Stored items |
--- START ---
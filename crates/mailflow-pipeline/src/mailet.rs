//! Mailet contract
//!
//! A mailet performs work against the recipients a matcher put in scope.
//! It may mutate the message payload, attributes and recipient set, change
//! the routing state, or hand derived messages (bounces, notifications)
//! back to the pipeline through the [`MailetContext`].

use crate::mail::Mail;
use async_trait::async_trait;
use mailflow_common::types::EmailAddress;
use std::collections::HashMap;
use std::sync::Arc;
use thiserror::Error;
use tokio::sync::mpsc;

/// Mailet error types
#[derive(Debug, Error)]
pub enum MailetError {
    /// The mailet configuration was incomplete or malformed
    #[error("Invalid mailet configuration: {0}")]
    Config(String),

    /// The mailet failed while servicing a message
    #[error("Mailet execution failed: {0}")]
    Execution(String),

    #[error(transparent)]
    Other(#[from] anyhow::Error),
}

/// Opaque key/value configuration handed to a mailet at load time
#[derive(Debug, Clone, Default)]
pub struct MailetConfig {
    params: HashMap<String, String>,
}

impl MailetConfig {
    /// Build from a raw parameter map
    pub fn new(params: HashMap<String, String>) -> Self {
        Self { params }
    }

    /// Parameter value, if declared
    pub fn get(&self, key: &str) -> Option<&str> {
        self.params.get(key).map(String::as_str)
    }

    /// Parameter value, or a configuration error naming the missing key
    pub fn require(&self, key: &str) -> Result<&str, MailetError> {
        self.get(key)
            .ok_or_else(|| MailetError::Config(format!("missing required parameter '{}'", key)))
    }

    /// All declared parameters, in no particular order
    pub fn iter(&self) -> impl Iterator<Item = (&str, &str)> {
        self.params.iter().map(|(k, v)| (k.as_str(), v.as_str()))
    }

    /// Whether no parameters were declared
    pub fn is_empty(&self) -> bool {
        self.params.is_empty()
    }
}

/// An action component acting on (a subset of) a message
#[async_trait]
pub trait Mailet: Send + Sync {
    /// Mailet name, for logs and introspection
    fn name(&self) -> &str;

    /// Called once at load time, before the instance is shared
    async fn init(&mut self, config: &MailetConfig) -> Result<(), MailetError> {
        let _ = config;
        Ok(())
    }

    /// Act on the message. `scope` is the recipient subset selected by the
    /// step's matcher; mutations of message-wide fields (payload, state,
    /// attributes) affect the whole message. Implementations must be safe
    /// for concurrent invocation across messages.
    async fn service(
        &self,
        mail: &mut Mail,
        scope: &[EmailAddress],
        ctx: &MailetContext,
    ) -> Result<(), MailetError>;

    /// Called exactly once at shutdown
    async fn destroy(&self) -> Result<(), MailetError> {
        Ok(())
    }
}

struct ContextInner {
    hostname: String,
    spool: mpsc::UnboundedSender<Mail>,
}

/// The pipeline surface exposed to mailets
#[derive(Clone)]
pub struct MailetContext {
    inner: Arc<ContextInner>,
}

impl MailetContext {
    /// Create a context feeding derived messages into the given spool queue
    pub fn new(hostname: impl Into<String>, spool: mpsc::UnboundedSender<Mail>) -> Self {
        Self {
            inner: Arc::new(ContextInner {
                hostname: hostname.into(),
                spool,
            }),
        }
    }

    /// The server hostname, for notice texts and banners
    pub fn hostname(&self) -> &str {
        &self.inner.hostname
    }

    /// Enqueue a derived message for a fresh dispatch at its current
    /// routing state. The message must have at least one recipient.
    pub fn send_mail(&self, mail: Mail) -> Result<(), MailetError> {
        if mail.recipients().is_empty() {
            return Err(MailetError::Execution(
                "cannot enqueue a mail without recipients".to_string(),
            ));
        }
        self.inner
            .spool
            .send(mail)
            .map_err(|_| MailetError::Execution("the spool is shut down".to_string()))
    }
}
--- END ---
What you need to do | Take every line from the records that holds "spool" and copy it down.

Finished exercise |
    spool: mpsc::UnboundedSender<Mail>,
    /// Create a context feeding derived messages into the given spool queue
    pub fn new(hostname: impl Into<String>, spool: mpsc::UnboundedSender<Mail>) -> Self {
                spool,
            .spool
            .map_err(|_| MailetError::Execution("the spool is shut down".to_string()))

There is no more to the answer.